Studying traffic behavior on leafcutter ant foraging trails at La Selva, Costa Rica

Research Overview

Scott Solomon has always been fascinated with the natural world and with all branches of science. As an undergraduate student at the University of Illinois, he studied cell and molecular biology and learned wet lab skills as a research assistant. But a semester in Ecuador and a research experience working with Martin Wikleski on marine iguanas in the Galápagos Islands got him hooked on two things: organismal biology and tropical field work—two themes that have subsequently pervaded his life.

His dissertation research with Ulrich Mueller at the University of Texas at Austin examined how geography influences population genetic structure in leafcutting ants and their symbiotic fungi, a project that took him across much of Central and South America. He also worked on ant diversity projects on tropical islands, including Cocos Island and Fiji.

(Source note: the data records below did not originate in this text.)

//! Token refresh orchestration with a single-flight guard.
//!
//! A request that receives a 401 hands the refresh epoch it observed before sending to
//! [`RefreshCoordinator::run`]. The coordinator serializes callers behind an async guard:
//! the first caller through performs the `POST {base}/auth/refresh` call and bumps the
//! epoch. A successful cycle is reused by every caller that observed an older epoch. A failed
//! cycle is shared only with callers that arrived while it was running; a 401 that lands
//! after the failure settled starts a fresh cycle, so a failed refresh never wedges the
//! client.

mod counters;

pub use counters::RefreshMetrics;

// self
use crate::{
	_prelude::*,
	auth::TokenSecret,
	client::ApiClient,
	error::{ConfigError, TransportError},
	http::{ApiTransport, HttpMethod, OutboundRequest},
	obs::{self, OpSpan, RequestKind, RequestOutcome},
	store::StoreError,
};

/// Reasons a refresh cycle fails; callers only ever see [`Error::Unauthorized`].
#[derive(Debug, ThisError)]
pub enum RefreshError {
	/// The refresh route answered with a non-success status.
	#[error("Refresh route rejected the session with HTTP {status}.")]
	Rejected {
		/// HTTP status code.
		status: u16,
	},
	/// The refresh response carried no usable `access_token`.
	#[error("Refresh response is missing an access token.")]
	MissingToken,
	/// The refresh call never produced a response.
	#[error(transparent)]
	Transport(#[from] TransportError),
	/// The new credential could not be persisted.
	#[error(transparent)]
	Storage(#[from] StoreError),
	/// The refresh URL could not be built.
	#[error(transparent)]
	Config(#[from] ConfigError),
}

#[derive(Clone, Copy, Debug, PartialEq, Eq)]
enum CycleOutcome {
	Refreshed,
	Failed,
}

#[derive(Debug, Default)]
struct CycleState {
	epoch: u64,
	last: Option<CycleOutcome>,
	in_flight: bool,
}

/// Process-wide refresh state shared by every clone of a client.
#[derive(Debug, Default)]
pub(crate) struct RefreshCoordinator {
	singleflight: AsyncMutex<()>,
	state: Mutex<CycleState>,
}
impl RefreshCoordinator {
	/// Number of refresh cycles completed so far; sampled before each send.
	pub(crate) fn epoch(&self) -> u64 {
		self.state.lock().epoch
	}

	/// Runs `refresh` unless a cycle completed after `observed_epoch` whose outcome this
	/// caller may reuse.
	///
	/// A successful cycle is always reusable. A failed one is reused only when it was already
	/// running as this caller arrived.
	///
	/// Returns `true` when this caller performed the refresh itself.
	pub(crate) async fn run<F, Fut>(&self, observed_epoch: u64, refresh: F) -> Result<bool>
	where
		F: FnOnce() -> Fut,
		Fut: Future<Output = Result<(), RefreshError>>,
	{
		let joined_epoch = {
			let state = self.state.lock();

			state.in_flight.then_some(state.epoch + 1)
		};
		let _singleflight = self.singleflight.lock().await;
		let reused = {
			let mut state = self.state.lock();
			let reused = if state.epoch == observed_epoch {
				None
			} else {
				match state.last {
					Some(CycleOutcome::Refreshed) => Some(Ok(false)),
					Some(CycleOutcome::Failed) if joined_epoch == Some(state.epoch) => {
						Some(Err(Error::Unauthorized))
					},
					_ => None,
				}
			};

			if reused.is_none() {
				state.in_flight = true;
			}

			reused
		};

		if let Some(reused) = reused {
			return reused;
		}

		let outcome = refresh().await;

		{
			let mut state = self.state.lock();

			state.epoch += 1;
			state.in_flight = false;
			state.last = Some(match outcome {
				Ok(()) => CycleOutcome::Refreshed,
				Err(_) => CycleOutcome::Failed,
			});
		}

		outcome.map(|()| true).map_err(|_| Error::Unauthorized)
	}
}

#[derive(Deserialize)]
struct RefreshBody {
	access_token: Option<String>,
}

impl<T> ApiClient<T>
where
	T: ?Sized + ApiTransport,
{
	/// Recovers from a 401 observed on a request sent at `observed_epoch`.
	pub(crate) async fn recover_unauthorized(&self, observed_epoch: u64) -> Result<()> {
		let performed = self.refresh.run(observed_epoch, || self.refresh_credential()).await?;

		if !performed {
			self.refresh_metrics.record_coalesced();
		}

		Ok(())
	}

	async fn refresh_credential(&self) -> Result<(), RefreshError> {
		const KIND: RequestKind = RequestKind::Refresh;

		let span = OpSpan::new(KIND, "refresh_credential", &self.config.refresh_path);

		obs::record_request_outcome(KIND, RequestOutcome::Attempt);
		self.refresh_metrics.record_attempt();

		let result = span
			.instrument(async {
				let token = self.fetch_refreshed_token().await?;

				self.store.save(&self.config.credential_key, token).await?;

				Ok::<(), RefreshError>(())
			})
			.await;

		match &result {
			Ok(()) => {
				self.refresh_metrics.record_success();
				obs::record_request_outcome(KIND, RequestOutcome::Success);
			},
			Err(err) => {
				self.refresh_metrics.record_failure();
				obs::record_request_outcome(KIND, RequestOutcome::Failure);
				obs::log_failure(KIND, &self.config.refresh_path, err);
			},
		}

		result
	}

	async fn fetch_refreshed_token(&self) -> Result<TokenSecret, RefreshError> {
		let request = OutboundRequest {
			method: HttpMethod::Post,
			url: self.config.refresh_url()?,
			bearer: None,
			body: None,
			timeout: self.config.request_timeout,
		};
		let response = self.transport.send(request).await?;

		if !response.is_success() {
			return Err(RefreshError::Rejected { status: response.status });
		}

		let body: RefreshBody =
			serde_json::from_slice(&response.body).map_err(|_| RefreshError::MissingToken)?;

		body.access_token
			.map(TokenSecret::new)
			.filter(|token| !token.is_blank())
			.ok_or(RefreshError::MissingToken)
	}
}

#[cfg(test)]
mod tests {
	// std
	use std::sync::atomic::{AtomicUsize, Ordering};
	// self
	use super::*;

	#[tokio::test]
	async fn stale_epoch_reuses_settled_success() {
		let coordinator = RefreshCoordinator::default();
		let calls = AtomicUsize::new(0);
		let observed = coordinator.epoch();
		let first = coordinator
			.run(observed, || async {
				calls.fetch_add(1, Ordering::SeqCst);

				Ok(())
			})
			.await
			.expect("First refresh should succeed.");
		let second = coordinator
			.run(observed, || async {
				calls.fetch_add(1, Ordering::SeqCst);

				Ok(())
			})
			.await
			.expect("Second caller should reuse the settled refresh.");

		assert!(first);
		assert!(!second);
		assert_eq!(calls.load(Ordering::SeqCst), 1);
		assert_eq!(coordinator.epoch(), 1);
	}

	#[tokio::test]
	async fn failures_are_shared_only_with_callers_already_waiting() {
		let coordinator = RefreshCoordinator::default();
		let calls = AtomicUsize::new(0);
		let observed = coordinator.epoch();
		let (first, waiter) = tokio::join!(
			coordinator.run(observed, || async {
				calls.fetch_add(1, Ordering::SeqCst);
				tokio::time::sleep(Duration::from_millis(50)).await;

				Err(RefreshError::MissingToken)
			}),
			async {
				tokio::time::sleep(Duration::from_millis(10)).await;

				coordinator
					.run(observed, || async {
						calls.fetch_add(1, Ordering::SeqCst);

						Ok(())
					})
					.await
			},
		);

		assert!(first.expect_err("Failed refresh must surface as unauthorized.").is_unauthorized());
		assert!(waiter.expect_err("Waiters of a failed cycle must fail uniformly.").is_unauthorized());
		assert_eq!(calls.load(Ordering::SeqCst), 1);

		let late = coordinator
			.run(observed, || async {
				calls.fetch_add(1, Ordering::SeqCst);

				Ok(())
			})
			.await
			.expect("A 401 arriving after the failure settled must start a fresh cycle.");

		assert!(late);
		assert_eq!(calls.load(Ordering::SeqCst), 2);
		assert_eq!(coordinator.epoch(), 2);
	}
}
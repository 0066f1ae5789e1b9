//! Time-bound response cache backing [`ApiClient::cached_request`].
//!
//! Entries are keyed by [`CacheKey`] (method, path, and sorted query pairs) and are fresh
//! while their age is strictly below the caller's TTL. Stale entries stay in the map until
//! the next read of the same key replaces them; nothing sweeps the map and there is no size
//! bound, so the cache lives as long as the client that owns it.
//!
//! [`ApiClient::cached_request`]: crate::client::ApiClient::cached_request

// crates.io
use url::form_urlencoded;
// self
use crate::{_prelude::*, client::ApiPayload, http::HttpMethod};

/// Identity of a cacheable read.
#[derive(Clone, Debug, PartialEq, Eq, Hash)]
pub struct CacheKey {
	/// Verb of the cached call.
	pub method: HttpMethod,
	/// Endpoint path without the query string.
	pub path: String,
	/// Decoded query pairs, sorted so parameter order does not split entries.
	pub query: Vec<(String, String)>,
}
impl CacheKey {
	/// Builds the key for a `GET` of `endpoint`.
	pub fn get(endpoint: &str) -> Self {
		Self::new(HttpMethod::Get, endpoint)
	}

	/// Builds the key for `method` + `endpoint`.
	pub fn new(method: HttpMethod, endpoint: &str) -> Self {
		let (path, raw_query) = match endpoint.split_once('?') {
			Some((path, query)) => (path, query),
			None => (endpoint, ""),
		};
		let mut query: Vec<(String, String)> = form_urlencoded::parse(raw_query.as_bytes())
			.map(|(k, v)| (k.into_owned(), v.into_owned()))
			.collect();

		query.sort();

		Self { method, path: path.to_owned(), query }
	}
}

/// A cached payload and the instant its fetch started.
#[derive(Clone, Debug)]
pub struct CacheEntry {
	/// Payload returned by the backend.
	pub payload: ApiPayload,
	/// Capture instant.
	pub captured_at: Instant,
}
impl CacheEntry {
	/// Returns `true` while `now - captured_at < ttl`.
	pub fn is_fresh(&self, ttl: Duration, now: Instant) -> bool {
		now.saturating_duration_since(self.captured_at) < ttl
	}
}

/// Unbounded TTL map shared by all clones of a client.
#[derive(Clone, Debug, Default)]
pub struct ResponseCache(Arc<Mutex<HashMap<CacheKey, CacheEntry>>>);
impl ResponseCache {
	/// Returns the payload for `key` if an entry exists and is still fresh at `now`.
	pub fn get_fresh(&self, key: &CacheKey, ttl: Duration, now: Instant) -> Option<ApiPayload> {
		self.0.lock().get(key).filter(|entry| entry.is_fresh(ttl, now)).map(|e| e.payload.clone())
	}

	/// Stores (or replaces) the entry for `key`.
	pub fn insert(&self, key: CacheKey, payload: ApiPayload, captured_at: Instant) {
		self.0.lock().insert(key, CacheEntry { payload, captured_at });
	}

	/// Drops the entry for `key`, returning it when present.
	pub fn remove(&self, key: &CacheKey) -> Option<CacheEntry> {
		self.0.lock().remove(key)
	}

	/// Drops every entry.
	pub fn clear(&self) {
		self.0.lock().clear();
	}

	/// Number of entries, fresh or stale.
	pub fn len(&self) -> usize {
		self.0.lock().len()
	}

	/// Returns `true` when the map holds no entries.
	pub fn is_empty(&self) -> bool {
		self.0.lock().is_empty()
	}
}
//! Demonstrates cached job-board reads and client-side filtering by country, category, and
//! worker payout.

// std
use std::{sync::Arc, time::Duration};
// crates.io
use color_eyre::Result;
use httpmock::prelude::*;
use url::Url;
// self
use gigpesa_client::{
	api::{JobFilter, PayoutRange, job_categories, job_countries},
	client::ApiClient,
	config::ClientConfig,
	store::{CredentialStore, MemoryStore},
};

#[tokio::main]
async fn main() -> Result<()> {
	color_eyre::install()?;

	let server = MockServer::start_async().await;
	let jobs_mock = server
		.mock_async(|when, then| {
			when.method(GET).path("/api/jobs");
			then.status(200).header("content-type", "application/json").body(
				r#"{"jobs":[
					{"id":1,"name":"Mobile Survey","description":"Share your shopping habits","category":"Surveys","country_codes":"KE;UG","default_payout":"20"},
					{"id":2,"name":"App Review","description":"Rate a fintech app","category":"Reviews","country_codes":"KE","default_payout":"10"},
					{"id":3,"name":"Video Watch","description":"Watch and summarize","category":"Video","country_codes":"US","default_payout":"30"}
				]}"#,
			);
		})
		.await;
	let store: Arc<dyn CredentialStore> = Arc::new(MemoryStore::default());
	let config = ClientConfig::builder()
		.base_url(Url::parse(&server.base_url())?)
		.cache_ttl(Duration::from_secs(30))
		.build()?;
	let client = ApiClient::new(config, store)?;

	client.sign_in("demo-token").await?;

	let jobs = client.jobs().await?;

	// Served from the response cache.
	client.jobs().await?;

	println!("Countries: {:?}.", job_countries(&jobs));
	println!("Categories: {:?}.", job_categories(&jobs));

	let filter = JobFilter::default().country("ke").payout("5-8".parse::<PayoutRange>()?);

	for job in filter.apply(&jobs) {
		println!("{} pays ${:.2} to the worker.", job.name, job.worker_payout());
	}

	jobs_mock.assert_calls_async(1).await;

	Ok(())
}
/// Account details returned by `GET /api/user/profile`.
#[derive(Clone, Debug, Default, PartialEq, Deserialize)]
#[serde(rename_all = "camelCase")]
pub struct UserProfile {
	/// Backend identifier.
	#[serde(deserialize_with = "flex::string")]
	pub id: String,
	/// Display name.
	#[serde(default)]
	pub name: Option<String>,
	/// Account handle.
	#[serde(default)]
	pub username: Option<String>,
	/// Account email.
	#[serde(default)]
	pub email: Option<String>,
	/// Date of birth as sent by the backend.
	#[serde(default)]
	pub dob: Option<String>,
	/// Free-form gender.
	#[serde(default)]
	pub gender: Option<String>,
	/// Country of residence.
	#[serde(default)]
	pub country: Option<String>,
	/// URL of the uploaded avatar.
	#[serde(default)]
	pub profile_image: Option<String>,
	/// Lifetime earnings.
	#[serde(default, rename = "total_earnings")]
	pub total_earnings: Option<Amount>,
	/// Earnings awaiting payout.
	#[serde(default, rename = "pending_payments")]
	pub pending_payments: Option<Amount>,
	/// Creation timestamp as sent by the backend.
	#[serde(default)]
	pub created_at: Option<String>,
	/// Last-update timestamp as sent by the backend.
	#[serde(default)]
	pub updated_at: Option<String>,
}

/// `POST /api/profileUpdate` body; unset fields are left untouched.
#[derive(Clone, Debug, Default, PartialEq, Eq, Serialize)]
#[serde(rename_all = "camelCase")]
pub struct ProfileUpdate {
	/// Display name.
	#[serde(skip_serializing_if = "Option::is_none")]
	pub name: Option<String>,
	/// Account handle.
	#[serde(skip_serializing_if = "Option::is_none")]
	pub username: Option<String>,
	/// Account email.
	#[serde(skip_serializing_if = "Option::is_none")]
	pub email: Option<String>,
	/// Date of birth as `YYYY-MM-DD`.
	#[serde(skip_serializing_if = "Option::is_none")]
	pub dob: Option<String>,
	/// Free-form gender.
	#[serde(skip_serializing_if = "Option::is_none")]
	pub gender: Option<String>,
	/// Country of residence.
	#[serde(skip_serializing_if = "Option::is_none")]
	pub country: Option<String>,
	/// Password-recovery answer.
	#[serde(skip_serializing_if = "Option::is_none")]
	pub security_answer: Option<String>,
}
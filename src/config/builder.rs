// self
use crate::{_prelude::*, auth::CredentialKey, config::ClientConfig, error::ConfigError};

/// Builder for [`ClientConfig`] values.
#[derive(Debug)]
pub struct ClientConfigBuilder {
	/// Backend origin; defaults to [`ClientConfig::DEFAULT_BASE_URL`].
	pub base_url: Option<Url>,
	/// Refresh route path.
	pub refresh_path: String,
	/// Name the credential is stored under.
	pub credential_key: CredentialKey,
	/// Default time bound for outbound calls.
	pub request_timeout: Duration,
	/// Default freshness window for cached reads.
	pub cache_ttl: Duration,
}
impl ClientConfigBuilder {
	/// Creates a new builder seeded with defaults.
	pub fn new() -> Self {
		Self {
			base_url: None,
			refresh_path: ClientConfig::DEFAULT_REFRESH_PATH.to_owned(),
			credential_key: CredentialKey::default(),
			request_timeout: ClientConfig::DEFAULT_TIMEOUT,
			cache_ttl: ClientConfig::DEFAULT_CACHE_TTL,
		}
	}

	/// Sets the backend origin.
	pub fn base_url(mut self, url: Url) -> Self {
		self.base_url = Some(url);

		self
	}

	/// Overrides the refresh route path.
	pub fn refresh_path(mut self, path: impl Into<String>) -> Self {
		self.refresh_path = path.into();

		self
	}

	/// Overrides the credential storage key.
	pub fn credential_key(mut self, key: CredentialKey) -> Self {
		self.credential_key = key;

		self
	}

	/// Overrides the default request time bound.
	pub fn request_timeout(mut self, timeout: Duration) -> Self {
		self.request_timeout = timeout;

		self
	}

	/// Overrides the default cache freshness window.
	pub fn cache_ttl(mut self, ttl: Duration) -> Self {
		self.cache_ttl = ttl;

		self
	}

	/// Consumes the builder and validates the resulting configuration.
	pub fn build(self) -> Result<ClientConfig, ConfigError> {
		let base_url = match self.base_url {
			Some(url) => url,
			None => Url::parse(ClientConfig::DEFAULT_BASE_URL)
				.map_err(|source| ConfigError::InvalidBaseUrl { source })?,
		};
		let config = ClientConfig {
			base_url,
			refresh_path: self.refresh_path,
			credential_key: self.credential_key,
			request_timeout: self.request_timeout,
			cache_ttl: self.cache_ttl,
		};

		config.validate()?;

		Ok(config)
	}
}
impl Default for ClientConfigBuilder {
	fn default() -> Self {
		Self::new()
	}
}

impl ClientConfig {
	/// Validates invariants for the configuration.
	fn validate(&self) -> Result<(), ConfigError> {
		validate_base_url(&self.base_url)?;

		if !self.refresh_path.starts_with('/') {
			return Err(ConfigError::InvalidEndpoint { endpoint: self.refresh_path.clone() });
		}
		if self.request_timeout.is_zero() {
			return Err(ConfigError::ZeroTimeout);
		}

		Ok(())
	}
}

fn validate_base_url(url: &Url) -> Result<(), ConfigError> {
	if !matches!(url.scheme(), "http" | "https") {
		return Err(ConfigError::UnsupportedScheme { url: url.to_string() });
	}
	if url.query().is_some() || url.fragment().is_some() {
		return Err(ConfigError::BaseUrlHasQuery { url: url.to_string() });
	}

	Ok(())
}

#[cfg(test)]
mod tests {
	// self
	use super::*;

	fn url(raw: &str) -> Url {
		Url::parse(raw).expect("Fixture URL should parse.")
	}

	#[test]
	fn defaults_point_at_production() {
		let config = ClientConfig::builder().build().expect("Default config should build.");

		assert_eq!(config.base_url.as_str(), "https://www.gigpesa.co.ke/");
		assert_eq!(config.refresh_path, "/auth/refresh");
		assert_eq!(config.request_timeout, Duration::from_secs(30));
		assert_eq!(config.cache_ttl, Duration::from_millis(60_000));
	}

	#[test]
	fn rejects_unsupported_schemes_and_queries() {
		let err = ClientConfig::builder()
			.base_url(url("ftp://files.example.com"))
			.build()
			.expect_err("Non-HTTP schemes must be rejected.");

		assert!(matches!(err, ConfigError::UnsupportedScheme { .. }));

		let err = ClientConfig::builder()
			.base_url(url("https://api.example.com/?debug=1"))
			.build()
			.expect_err("Base URLs with queries must be rejected.");

		assert!(matches!(err, ConfigError::BaseUrlHasQuery { .. }));
	}

	#[test]
	fn rejects_bad_refresh_path_and_zero_timeout() {
		let err = ClientConfig::builder()
			.refresh_path("auth/refresh")
			.build()
			.expect_err("Refresh path without leading slash must be rejected.");

		assert!(matches!(err, ConfigError::InvalidEndpoint { .. }));

		let err = ClientConfig::builder()
			.request_timeout(Duration::ZERO)
			.build()
			.expect_err("Zero timeout must be rejected.");

		assert!(matches!(err, ConfigError::ZeroTimeout));
	}
}
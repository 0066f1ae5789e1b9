//! Caller-facing description of a single backend call.

// self
use crate::{_prelude::*, error::ConfigError, http::HttpMethod};

/// A logical backend call before credentials and origin are applied.
#[derive(Clone, Debug, PartialEq)]
pub struct ApiRequest {
	/// HTTP verb.
	pub method: HttpMethod,
	/// Path relative to the configured origin, optionally with a query string.
	pub endpoint: String,
	/// JSON body; ignored for pure reads.
	pub body: Option<Value>,
	/// Per-call time bound overriding [`ClientConfig::request_timeout`].
	///
	/// [`ClientConfig::request_timeout`]: crate::config::ClientConfig::request_timeout
	pub timeout: Option<Duration>,
}
impl ApiRequest {
	/// Creates a body-less request.
	pub fn new(method: HttpMethod, endpoint: impl Into<String>) -> Self {
		Self { method, endpoint: endpoint.into(), body: None, timeout: None }
	}

	/// Shorthand for a `GET`.
	pub fn get(endpoint: impl Into<String>) -> Self {
		Self::new(HttpMethod::Get, endpoint)
	}

	/// Shorthand for a `POST` carrying `body`.
	pub fn post(endpoint: impl Into<String>, body: Value) -> Self {
		Self::new(HttpMethod::Post, endpoint).with_body(body)
	}

	/// Shorthand for a `DELETE`.
	pub fn delete(endpoint: impl Into<String>) -> Self {
		Self::new(HttpMethod::Delete, endpoint)
	}

	/// Attaches a JSON body.
	pub fn with_body(mut self, body: Value) -> Self {
		self.body = Some(body);

		self
	}

	/// Serializes `body` and attaches it.
	pub fn with_json<B>(self, body: &B) -> Result<Self, ConfigError>
	where
		B: ?Sized + Serialize,
	{
		Ok(self.with_body(serde_json::to_value(body)?))
	}

	/// Bounds this call by `timeout` instead of the configured default.
	pub fn with_timeout(mut self, timeout: Duration) -> Self {
		self.timeout = Some(timeout);

		self
	}

	/// Wire bytes for the body; reads never send one.
	pub(crate) fn encoded_body(&self) -> Result<Option<Vec<u8>>, ConfigError> {
		if self.method.is_read() {
			return Ok(None);
		}

		self.body.as_ref().map(serde_json::to_vec).transpose().map_err(ConfigError::from)
	}
}

#[cfg(test)]
mod tests {
	// crates.io
	use serde_json::json;
	// self
	use super::*;

	#[test]
	fn reads_drop_their_body() {
		let request = ApiRequest::get("/api/jobs").with_body(json!({"ignored": true}));

		assert_eq!(request.encoded_body().expect("Encoding should succeed."), None);
	}

	#[test]
	fn writes_encode_their_body() {
		let request = ApiRequest::post("/api/user/withdraw", json!({"amount": 500}))
			.with_timeout(Duration::from_secs(5));
		let bytes = request
			.encoded_body()
			.expect("Encoding should succeed.")
			.expect("Write should carry a body.");

		assert_eq!(bytes, br#"{"amount":500}"#);
		assert_eq!(request.timeout, Some(Duration::from_secs(5)));
		assert_eq!(ApiRequest::delete("/api/x").encoded_body().expect("Encoding should succeed."), None);
	}

	#[test]
	fn typed_bodies_serialize() {
		#[derive(Serialize)]
		struct Login<'a> {
			email: &'a str,
		}

		let request = ApiRequest::new(HttpMethod::Put, "/api/login")
			.with_json(&Login { email: "a@b.c" })
			.expect("Typed body should serialize.");

		assert_eq!(request.body, Some(json!({"email": "a@b.c"})));
	}
}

21EBADC0-9166-456F-BA1B-8A3B562C80BF

A queen of the leafcutter ant, Atta cephalotes

After completing his dissertation, an IRFP postdoctoral fellowship from the National Science Foundation permitted Dr. Solomon to continue working on the evolutionary history of tropical ants, in particular the genus Trachymyrmex. Mauricio Bacci, Jr.’s lab at Universidade Estadual Paulista in Rio Claro, Brazil served as a base for field expeditions across all of the major ecosystems in Brazil, the world’s most biologically diverse nation.

After a year of fieldwork, Dr. Solomon returned to the United States and was hosted by the Entomology Department of the Smithsonian Institution in Washington, DC where he worked with Ted Schultz and others to reconstruct the evolutionary history of the higher attines, including Trachmyrmex and the leafcutters. He remains a Research Associate in the Ant Lab at the Smithsonian’s National Museum of Natural History.

In 2009, Scott Solomon joined the faculty at Rice University (in what was then the Department of Ecology & Evolutionary Biology; now BioSciences at Rice). His position as a Teaching Professor allows him to focus much of his attention on undergraduate education, while continuing to conduct research. Recent projects include studying the impacts of flooding from Hurricane Harvey on ant communities in the Big Thicket region of east Texas, foraging behavior of tool-using Aphaenogaster ants, traffic behavior in Atta leafcutter ants, and the evolution of fungus-growing ants and their symbiotic partners. Many of these studies are conducted through collaborations with colleagues in the USA, Costa Rica, and Brazil.